**** Data excerpts ****

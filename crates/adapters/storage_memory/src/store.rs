//! Process-local store backing the in-memory repositories.

use std::collections::BTreeMap;
use std::sync::{Arc, Mutex, MutexGuard, PoisonError};

use testmon_storage::{MachineRecord, MetricRecord, SessionRecord};

use crate::machine_repo::MemoryMachineRepository;
use crate::metric_repo::MemoryMetricRepository;
use crate::session_repo::MemorySessionRepository;

/// One logical table: records keyed by identity. The `BTreeMap` keeps
/// iteration in ascending identity order, matching the relational
/// adapter's `ORDER BY uid`.
pub(crate) type SharedMap<R> = Arc<Mutex<BTreeMap<String, R>>>;

pub(crate) fn lock<R>(map: &SharedMap<R>) -> MutexGuard<'_, BTreeMap<String, R>> {
    map.lock().unwrap_or_else(PoisonError::into_inner)
}

/// The three in-memory tables, shared by every repository handed out.
///
/// Cloning the store clones handles, not data: repositories created from
/// clones observe the same tables.
#[derive(Debug, Default, Clone)]
pub struct MemoryStore {
    machines: SharedMap<MachineRecord>,
    sessions: SharedMap<SessionRecord>,
    metrics: SharedMap<MetricRecord>,
}

impl MemoryStore {
    /// Create an empty store.
    #[must_use]
    pub fn new() -> Self {
        Self::default()
    }

    /// Repository over the machine table.
    #[must_use]
    pub fn machine_repository(&self) -> MemoryMachineRepository {
        MemoryMachineRepository::new(self.machines.clone(), self.metrics.clone())
    }

    /// Repository over the session table.
    #[must_use]
    pub fn session_repository(&self) -> MemorySessionRepository {
        MemorySessionRepository::new(self.sessions.clone(), self.metrics.clone())
    }

    /// Repository over the metric table.
    #[must_use]
    pub fn metric_repository(&self) -> MemoryMetricRepository {
        MemoryMetricRepository::new(
            self.metrics.clone(),
            self.sessions.clone(),
            self.machines.clone(),
        )
    }
}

****

▶ Task instructions
Reproduce every entry shown above, precisely as it stands.

▶ Written solution
filename crates/adapters/storage_memory/src/store.rs
//! Process-local store backing the in-memory repositories.

use std::collections::BTreeMap;
use std::sync::{Arc, Mutex, MutexGuard, PoisonError};

use testmon_storage::{MachineRecord, MetricRecord, SessionRecord};

use crate::machine_repo::MemoryMachineRepository;
use crate::metric_repo::MemoryMetricRepository;
use crate::session_repo::MemorySessionRepository;

/// One logical table: records keyed by identity. The `BTreeMap` keeps
/// iteration in ascending identity order, matching the relational
/// adapter's `ORDER BY uid`.
pub(crate) type SharedMap<R> = Arc<Mutex<BTreeMap<String, R>>>;

pub(crate) fn lock<R>(map: &SharedMap<R>) -> MutexGuard<'_, BTreeMap<String, R>> {
    map.lock().unwrap_or_else(PoisonError::into_inner)
}

/// The three in-memory tables, shared by every repository handed out.
///
/// Cloning the store clones handles, not data: repositories created from
/// clones observe the same tables.
#[derive(Debug, Default, Clone)]
pub struct MemoryStore {
    machines: SharedMap<MachineRecord>,
    sessions: SharedMap<SessionRecord>,
    metrics: SharedMap<MetricRecord>,
}

impl MemoryStore {
    /// Create an empty store.
    #[must_use]
    pub fn new() -> Self {
        Self::default()
    }

    /// Repository over the machine table.
    #[must_use]
    pub fn machine_repository(&self) -> MemoryMachineRepository {
        MemoryMachineRepository::new(self.machines.clone(), self.metrics.clone())
    }

    /// Repository over the session table.
    #[must_use]
    pub fn session_repository(&self) -> MemorySessionRepository {
        MemorySessionRepository::new(self.sessions.clone(), self.metrics.clone())
    }

    /// Repository over the metric table.
    #[must_use]
    pub fn metric_repository(&self) -> MemoryMetricRepository {
        MemoryMetricRepository::new(
            self.metrics.clone(),
            self.sessions.clone(),
            self.machines.clone(),
        )
    }
}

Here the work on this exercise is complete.